Летом, в августе 1983 года, умер Анатолий Васильевич Никонов. Ушел человек, с которым была связана, можно сказать, весенняя пора моей литературной жизни — “молодогвардейская”. С его смертью уходила в прошлое часть самого меня. После похорон на Кунцевском кладбище мы собрались на поминки в здании издательства молодежных журналов на Новодмитровской, где он работал. Я сидел рядом с его сыном, изредка мы переговаривались с ним, не упоминая имени его отца. Если бы я знал, что его ожидает в будущем! Его найдут зимой замерзшим на улице и таким окоченевшим, что нельзя было нормально уложить в гроб. Было в этом что-то роковое для Анатолия Никонова с его драматической, в сущности, судьбой в катастрофическое для России время.

В начале июня 2000 года, по просьбе Михаила Николаевича Алексеева, я поехал с ним в Саратов по случаю вручения лауреатам премии его имени. Местные писатели вспоминали ту давнюю историю с моей статьей, расхваливали меня, дарили книги. Во время плавания на катере по Волге мой визави по застолью поднял меня с места, подвел к борту и, вспоминая то писательское собрание по поводу моей статьи, начал вдруг выкрикивать в мутном вдохновении: “Мы слабаки! Трусы! Подлецы!” Что мне оставалось делать, как не успокаивать его?

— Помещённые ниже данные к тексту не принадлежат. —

//! Run configuration, loadable from TOML.

use matter_system_adversarial::SearchConfig;
use matter_system_deadlock::DeadlockConfig;
use matter_world::AssignmentStrategy;
use serde::{Deserialize, Serialize};

/// Complete configuration of a simulation context.
#[derive(Clone, Debug, PartialEq, Serialize, Deserialize)]
#[serde(default)]
pub struct SimulationConfig {
    /// Grid columns, walls included.
    pub width: u32,
    /// Grid rows, walls included.
    pub height: u32,
    /// Surround the grid with a one-cell wall.
    pub boundary_walls: bool,
    /// Seed of the run's random number generator.
    pub seed: u64,
    /// Adversarial search tuning.
    pub search: SearchConfig,
    /// Deadlock detection thresholds.
    pub deadlock: DeadlockConfig,
    /// Independent control settings.
    pub independent: IndependentConfig,
    /// Centralized control settings.
    pub centralized: CentralizedConfig,
    /// How elements are paired with targets.
    pub assignment: AssignmentStrategy,
}

impl Default for SimulationConfig {
    fn default() -> Self {
        Self {
            width: 12,
            height: 12,
            boundary_walls: true,
            seed: 0,
            search: SearchConfig::default(),
            deadlock: DeadlockConfig::default(),
            independent: IndependentConfig::default(),
            centralized: CentralizedConfig::default(),
            assignment: AssignmentStrategy::default(),
        }
    }
}

/// Settings of the per-tick decentralized loop.
#[derive(Clone, Debug, PartialEq, Serialize, Deserialize)]
#[serde(default)]
pub struct IndependentConfig {
    /// Tick ceiling of one transformation.
    pub max_ticks: u32,
    /// Sequential movement allows a deadlock-breaking burst every this many ticks.
    pub burst_interval: u32,
    /// Fraction of settled elements counted as success.
    pub success_threshold: f64,
}

impl Default for IndependentConfig {
    fn default() -> Self {
        Self {
            max_ticks: 500,
            burst_interval: 5,
            success_threshold: 0.95,
        }
    }
}

/// Settings of the centrally planned loop.
#[derive(Clone, Debug, PartialEq, Eq, Serialize, Deserialize)]
#[serde(default)]
pub struct CentralizedConfig {
    /// Planning passes before giving up on unsettled elements.
    pub max_passes: u32,
}

impl Default for CentralizedConfig {
    fn default() -> Self {
        Self { max_passes: 8 }
    }
}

После поездок по городу, встреч нас принял губернатор области Д. Аяцков. Он вышел к нам навстречу, как только открылась дверь кабинета, торжественно обнял своего знаменитого земляка. Сели за большой стол, Алексеев — напротив губернатора, и началась беседа. Слушавший писателя с какой-то разогретой, понимающей улыбкой, Аяцков вдруг воскликнул: “Этот подонок N!” Только позже, выйдя из губернаторского кабинета, спускаясь по лестнице, я сказал: “Не надо бы так резко об N”, — заметив тут же,  как внимательно посмотрел на меня шедший рядом молодой человек, видно, из администрации губернатора.

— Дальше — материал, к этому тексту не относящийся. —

#![deny(
    unsafe_code,
    missing_docs,
    dead_code,
    unused_results,
    non_snake_case,
    unreachable_pub
)]

//! Deadlock detection and escalating recovery.
//!
//! The [`DeadlockMonitor`] keeps a short motion history per unsettled element
//! and a global count of ticks without movement. Once progress stalls the
//! driver escalates through the recovery strategies in [`recovery`]: target
//! swaps, cycle breaking on the [`BlockingGraph`], forced relocation and a full
//! target reassignment.

mod graph;
mod history;
mod monitor;
pub mod recovery;

use matter_core::{CellCoord, ElementId, MoveRecord, Topology};
use matter_world::GridWorld;
use serde::{Deserialize, Serialize};
use tracing::trace;

pub use graph::BlockingGraph;
pub use history::{MotionHistory, MotionPattern};
pub use monitor::DeadlockMonitor;

/// Thresholds driving detection and escalation.
#[derive(Clone, Debug, PartialEq, Eq, Serialize, Deserialize)]
#[serde(default)]
pub struct DeadlockConfig {
    /// Positions remembered per element.
    pub history_len: usize,
    /// Consecutive ticks without any movement before recovery escalates.
    pub no_movement_threshold: u32,
    /// Tick after which periodic target swaps start.
    pub swap_after_tick: u32,
    /// Tick after which a full target reassignment is allowed.
    pub reassign_after_tick: u32,
    /// Largest distance from a target searched during forced relocation.
    pub relocation_radius: u32,
}

impl Default for DeadlockConfig {
    fn default() -> Self {
        Self {
            history_len: 8,
            no_movement_threshold: 15,
            swap_after_tick: 100,
            reassign_after_tick: 150,
            relocation_radius: 4,
        }
    }
}

impl DeadlockConfig {
    /// Stuck ticks after which an element joins the blocked set.
    #[must_use]
    pub const fn stuck_threshold(&self, topology: Topology) -> u32 {
        match topology {
            Topology::VonNeumann => 8,
            Topology::Moore => 10,
        }
    }

    /// Stuck ticks after which an element takes randomized escape moves.
    #[must_use]
    pub const fn escape_threshold(&self, topology: Topology) -> u32 {
        match topology {
            Topology::VonNeumann => 4,
            Topology::Moore => 5,
        }
    }

    /// Tick period of the scheduled target swaps.
    #[must_use]
    pub const fn swap_interval(&self, topology: Topology) -> u32 {
        match topology {
            Topology::VonNeumann => 15,
            Topology::Moore => 20,
        }
    }

    /// Blocked elements relocated by one emergency intervention.
    #[must_use]
    pub const fn max_relocations(&self, topology: Topology) -> usize {
        match topology {
            Topology::VonNeumann => 4,
            Topology::Moore => 3,
        }
    }

    /// Global idle ticks after which the driver gives up.
    #[must_use]
    pub const fn give_up_after(&self) -> u32 {
        self.no_movement_threshold.saturating_mul(2)
    }
}

/// Recovery action that changed the world.
#[derive(Clone, Copy, Debug, PartialEq, Eq)]
pub enum Intervention {
    /// Two elements exchanged targets.
    TargetSwap {
        /// Element whose target was swapped first.
        first: ElementId,
        /// Partner of the swap.
        second: ElementId,
    },
    /// A member of a blocking cycle stepped aside.
    CycleBreak {
        /// Element that moved.
        element: ElementId,
    },
    /// Blocked elements were moved next to their targets, bypassing planning.
    ForcedRelocation {
        /// Number of elements relocated.
        relocated: usize,
    },
    /// Every target was recomputed from scratch.
    Reassignment,
    /// A single element was nudged to unblock its surroundings.
    Nudge {
        /// Element that moved.
        element: ElementId,
    },
}

impl Intervention {
    /// Short label used in logs.
    #[must_use]
    pub const fn name(&self) -> &'static str {
        match self {
            Self::TargetSwap { .. } => "target_swap",
            Self::CycleBreak { .. } => "cycle_break",
            Self::ForcedRelocation { .. } => "forced_relocation",
            Self::Reassignment => "reassignment",
            Self::Nudge { .. } => "nudge",
        }
    }

    /// Reports whether the intervention invalidates every motion history.
    #[must_use]
    pub const fn resets_history(&self) -> bool {
        matches!(self, Self::TargetSwap { .. } | Self::Reassignment)
    }
}

/// Moves an element and appends the step to `moves` when the world accepts it.
pub fn commit_move(
    world: &mut GridWorld,
    element: ElementId,
    to: CellCoord,
    moves: &mut Vec<MoveRecord>,
) -> bool {
    let Some(from) = world.element(element).map(|element| element.cell()) else {
        return false;
    };
    if !world.move_element(element, to) {
        return false;
    }
    trace!(event = "move", element = element.get(), %from, %to);
    moves.push(MoveRecord { element, from, to });
    true
}

/// Dot product of the step `from -> to` with the offset `from -> target`.
pub(crate) fn alignment(from: CellCoord, to: CellCoord, target: CellCoord) -> i64 {
    let (dx, dy) = delta(from, target);
    let (mx, my) = delta(from, to);
    dx * mx + dy * my
}

pub(crate) fn delta(from: CellCoord, to: CellCoord) -> (i64, i64) {
    (
        i64::from(to.column()) - i64::from(from.column()),
        i64::from(to.row()) - i64::from(from.row()),
    )
}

Я  благодарен Михаилу Николаевичу за поездку на Саратовщину, особенно — в его родное село Монастырское. Когда мы, приехав туда, ходили по его улицам и окраинам, я узнавал все описанное в его книгах — Вишневый омут, сад деда, другие места его детства. Здесь как-то виднее стал этот человек, ранее смущавший меня порою уклончивостью в поступках, крестьянским “себе на уме”, при своих, конечно, качествах самородка, мудрости житейской. Здесь, в родных его местах, он понятнее мне стал как автор “Карюхи”, “Драчунов” — выношенных им в глубине сердца, написанных рукой художника. “Я писал “Карюху” здесь, в Монастырском, в избе зимой, написал за два месяца”, — сказал он мне и добавил, что хорошо бы нам с ним приехать сюда вдвоем. Он посетовал не в первый раз, что кому-то надо было поссорить нас, распустить слух, что будто он, Алексеев, топтал меня за статью, но это — ложь. И не в первый же раз вспомнил, как из-за моей статьи отменили уже решенное было дело — присуждение ему за “Драчунов” Ленинской премии. А ведь, в самом деле, подумал я, человек пострадал из-за меня, вроде чувствует себя чем-то виноватым передо мной — что за странная русская черта!

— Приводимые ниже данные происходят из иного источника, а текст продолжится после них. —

impl GridWorld {
    /// Creates an open grid without walls.
    #[must_use]
    pub fn new(columns: u32, rows: u32) -> Self {
        let capacity_u64 = u64::from(columns) * u64::from(rows);
        let capacity = usize::try_from(capacity_u64).unwrap_or(0);
        Self {
            columns,
            rows,
            cells: vec![Cell::Empty; capacity],
            elements: BTreeMap::new(),
            target_cells: Vec::new(),
        }
    }

    /// Creates a grid whose outermost ring of cells is walled off.
    #[must_use]
    pub fn with_boundary_walls(columns: u32, rows: u32) -> Self {
        let mut world = Self::new(columns, rows);
        for row in 0..rows {
            for column in 0..columns {
                let on_edge = row == 0 || column == 0 || row + 1 == rows || column + 1 == columns;
                if on_edge {
                    world.write_cell(CellCoord::new(column, row), Cell::Wall);
                }
            }
        }
        world
    }

    /// Turns an empty cell into a wall.
    pub fn set_wall(&mut self, cell: CellCoord) -> Result<(), WorldError> {
        match self.cell(cell) {
            None => Err(WorldError::InvalidPosition(cell)),
            Some(Cell::Occupied(_)) => Err(WorldError::CellOccupied(cell)),
            Some(_) => {
                self.write_cell(cell, Cell::Wall);
                Ok(())
            }
        }
    }

    /// Number of columns and rows in the grid.
    #[must_use]
    pub const fn dimensions(&self) -> (u32, u32) {
        (self.columns, self.rows)
    }

    /// Content of the provided cell, or `None` outside the grid.
    #[must_use]
    pub fn cell(&self, cell: CellCoord) -> Option<Cell> {
        self.index(cell).and_then(|index| self.cells.get(index).copied())
    }

    /// Reports whether the cell lies inside the grid.
    #[must_use]
    pub fn is_valid(&self, cell: CellCoord) -> bool {
        cell.column() < self.columns && cell.row() < self.rows
    }

    /// Reports whether the cell is a wall.
    #[must_use]
    pub fn is_wall(&self, cell: CellCoord) -> bool {
        matches!(self.cell(cell), Some(Cell::Wall))
    }

    /// Reports whether the cell holds an element.
    #[must_use]
    pub fn is_occupied(&self, cell: CellCoord) -> bool {
        matches!(self.cell(cell), Some(Cell::Occupied(_)))
    }

    /// In-bounds neighbours of the cell under the provided topology.
    #[must_use]
    pub fn neighbors(&self, cell: CellCoord, topology: Topology) -> Vec<CellCoord> {
        neighbors(cell, topology, self.columns, self.rows).collect()
    }

    /// Registers a new element on an empty cell.
    pub fn place(&mut self, id: ElementId, cell: CellCoord) -> Result<(), WorldError> {
        if self.elements.contains_key(&id) {
            return Err(WorldError::DuplicateElement(id));
        }
        match self.cell(cell) {
            None | Some(Cell::Wall) => return Err(WorldError::InvalidPosition(cell)),
            Some(Cell::Occupied(_)) => return Err(WorldError::CellOccupied(cell)),
            Some(Cell::Empty) => {}
        }

        self.write_cell(cell, Cell::Occupied(id));
        let _ = self.elements.insert(
            id,
            Element {
                id,
                cell,
                target: None,
            },
        );
        Ok(())
    }

    /// Removes an element and frees its cell.
    pub fn remove(&mut self, id: ElementId) -> Option<Element> {
        let element = self.elements.remove(&id)?;
        self.write_cell(element.cell, Cell::Empty);
        Some(element)
    }

    /// Moves an element to `to`, updating the grid and the registry together.
    ///
    /// Returns `false` without mutating anything when the element is unknown
    /// or the destination is outside the grid, a wall, or occupied. Adjacency
    /// is not checked; forced relocation relies on that.
    pub fn move_element(&mut self, id: ElementId, to: CellCoord) -> bool {
        let Some(from) = self.elements.get(&id).map(|element| element.cell) else {
            return false;
        };
        if self.cell(to) != Some(Cell::Empty) {
            return false;
        }

        self.write_cell(from, Cell::Empty);
        self.write_cell(to, Cell::Occupied(id));
        if let Some(element) = self.elements.get_mut(&id) {
            element.cell = to;
        }
        true
    }

    /// Looks up a registered element.
    #[must_use]
    pub fn element(&self, id: ElementId) -> Option<&Element> {
        self.elements.get(&id)
    }

    /// Iterator over all elements in identifier order.
    pub fn elements(&self) -> impl Iterator<Item = &Element> {
        self.elements.values()
    }

    /// Number of registered elements.
    #[must_use]
    pub fn element_count(&self) -> usize {
        self.elements.len()
    }

    /// Assigns or clears the target of one element.
    pub fn assign_target(
        &mut self,
        id: ElementId,
        target: Option<CellCoord>,
    ) -> Result<(), WorldError> {
        if !self.elements.contains_key(&id) {
            return Err(WorldError::UnknownElement(id));
        }
        if let Some(cell) = target {
            if !self.is_valid(cell) || self.is_wall(cell) {
                return Err(WorldError::InvalidPosition(cell));
            }
            if let Some(owner) = self.target_owner(cell) {
                if owner != id {
                    return Err(WorldError::TargetTaken {
                        target: cell,
                        owner,
                    });
                }
            }
        }
        if let Some(element) = self.elements.get_mut(&id) {
            element.target = target;
        }
        Ok(())
    }

    /// Exchanges the targets of two elements.
    pub fn swap_targets(&mut self, first: ElementId, second: ElementId) -> Result<(), WorldError> {
        let first_target = self
            .element(first)
            .ok_or(WorldError::UnknownElement(first))?
            .target;
        let second_target = self
            .element(second)
            .ok_or(WorldError::UnknownElement(second))?
            .target;
        if let Some(element) = self.elements.get_mut(&first) {
            element.target = second_target;
        }
        if let Some(element) = self.elements.get_mut(&second) {
            element.target = first_target;
        }
        Ok(())
    }

    /// Element whose target is the provided cell, if any.
    #[must_use]
    pub fn target_owner(&self, cell: CellCoord) -> Option<ElementId> {
        self.elements
            .values()
            .find(|element| element.target == Some(cell))
            .map(|element| element.id)
    }

    /// Drops every element's target assignment while keeping the target set.
    pub fn clear_targets(&mut self) {
        for element in self.elements.values_mut() {
            element.target = None;
        }
    }

    /// Removes every element and target while keeping walls.
    pub fn clear(&mut self) {
        for cell in &mut self.cells {
            if matches!(cell, Cell::Occupied(_)) {
                *cell = Cell::Empty;
            }
        }
        self.elements.clear();
        self.target_cells.clear();
    }

    /// Replaces the shape target set, dropping out-of-bounds, wall and duplicate cells.
    ///
    /// Returns the cells that were rejected.
    pub fn set_target_cells(&mut self, cells: &[CellCoord]) -> Vec<CellCoord> {
        let mut seen = HashSet::with_capacity(cells.len());
        let mut rejected = Vec::new();
        self.target_cells.clear();
        for &cell in cells {
            if !self.is_valid(cell) || self.is_wall(cell) || !seen.insert(cell) {
                rejected.push(cell);
                continue;
            }
            self.target_cells.push(cell);
        }
        rejected
    }

    /// Accepted shape target cells in insertion order.
    #[must_use]
    pub fn target_cells(&self) -> &[CellCoord] {
        &self.target_cells
    }

    /// Recomputes every element's target from the stored target set.
    ///
    /// Targets assigned directly through [`GridWorld::assign_target`] join the
    /// target set first, so reassignment never loses a target.
    ///
    /// Returns the number of elements that received a target.
    pub fn assign_targets(&mut self, strategy: AssignmentStrategy) -> usize {
        let adopted: Vec<CellCoord> = self
            .elements
            .values()
            .filter_map(|element| element.target)
            .filter(|cell| !self.target_cells.contains(cell))
            .collect();
        self.target_cells.extend(adopted);
        self.clear_targets();
        self.assign_missing_targets(strategy)
    }

    /// Assigns targets to elements that have none, using only unclaimed cells.
    ///
    /// Returns the number of elements that received a target.
    pub fn assign_missing_targets(&mut self, strategy: AssignmentStrategy) -> usize {
        let claimed: HashSet<CellCoord> = self
            .elements
            .values()
            .filter_map(|element| element.target)
            .collect();
        let open_targets: Vec<CellCoord> = self
            .target_cells
            .iter()
            .copied()
            .filter(|cell| !claimed.contains(cell))
            .collect();
        let waiting: Vec<(ElementId, CellCoord)> = self
            .elements
            .values()
            .filter(|element| element.target.is_none())
            .map(|element| (element.id, element.cell))
            .collect();

        let positions: Vec<CellCoord> = waiting.iter().map(|(_, cell)| *cell).collect();
        let pairs = strategy.assign(&positions, &open_targets);

        let mut assigned = 0;
        for (slot, target) in pairs.into_iter().enumerate() {
            let (Some(target), Some((id, _))) = (target, waiting.get(slot)) else {
                continue;
            };
            if let Some(element) = self.elements.get_mut(id) {
                element.target = Some(target);
                assigned += 1;
            }
        }
        assigned
    }

    /// Verifies occupancy consistency and target injectivity.
    pub fn check_invariants(&self) -> Result<(), InvariantViolation> {
        for element in self.elements.values() {
            if self.cell(element.cell) != Some(Cell::Occupied(element.id)) {
                return Err(InvariantViolation::PositionMismatch {
                    element: element.id,
                    cell: element.cell,
                });
            }
        }

        for row in 0..self.rows {
            for column in 0..self.columns {
                let cell = CellCoord::new(column, row);
                if let Some(Cell::Occupied(id)) = self.cell(cell) {
                    let registered = self.elements.get(&id).map(|element| element.cell);
                    if registered != Some(cell) {
                        return Err(InvariantViolation::StrayOccupancy { element: id, cell });
                    }
                }
            }
        }

        let mut seen = HashSet::new();
        for target in self.elements.values().filter_map(|element| element.target) {
            if !self.is_valid(target) || self.is_wall(target) {
                return Err(InvariantViolation::InvalidTarget(target));
            }
            if !seen.insert(target) {
                return Err(InvariantViolation::SharedTarget(target));
            }
        }
        Ok(())
    }

    fn write_cell(&mut self, cell: CellCoord, value: Cell) {
        if let Some(index) = self.index(cell) {
            if let Some(slot) = self.cells.get_mut(index) {
                *slot = value;
            }
        }
    }

    fn index(&self, cell: CellCoord) -> Option<usize> {
        if self.is_valid(cell) {
            let row = usize::try_from(cell.row()).ok()?;
            let column = usize::try_from(cell.column()).ok()?;
            let width = usize::try_from(self.columns).ok()?;
            Some(row * width + column)
        } else {
            None
        }
    }
}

С особым чувством отправился я на кладбище, которое в моем представлении было связано с теми картинами в “Драчунах”, когда сюда свозили и хоронили в ямах умерших от голода. Но никаких признаков тех могил здесь не оказалось. Только редкие островки могил поздних, с большими деревянными крестами, жались к краям огромного кладбищенского пространства с переливающимися от пронзающего холодного ветра ковыльными травами. Такого кладбища я не видел, весной с разливом, как мне рассказали, вода заливает всю околокладбищенскую низменность, и тогда в открывающейся красоте чего может быть больше — призрачного или врачующего для людской памяти?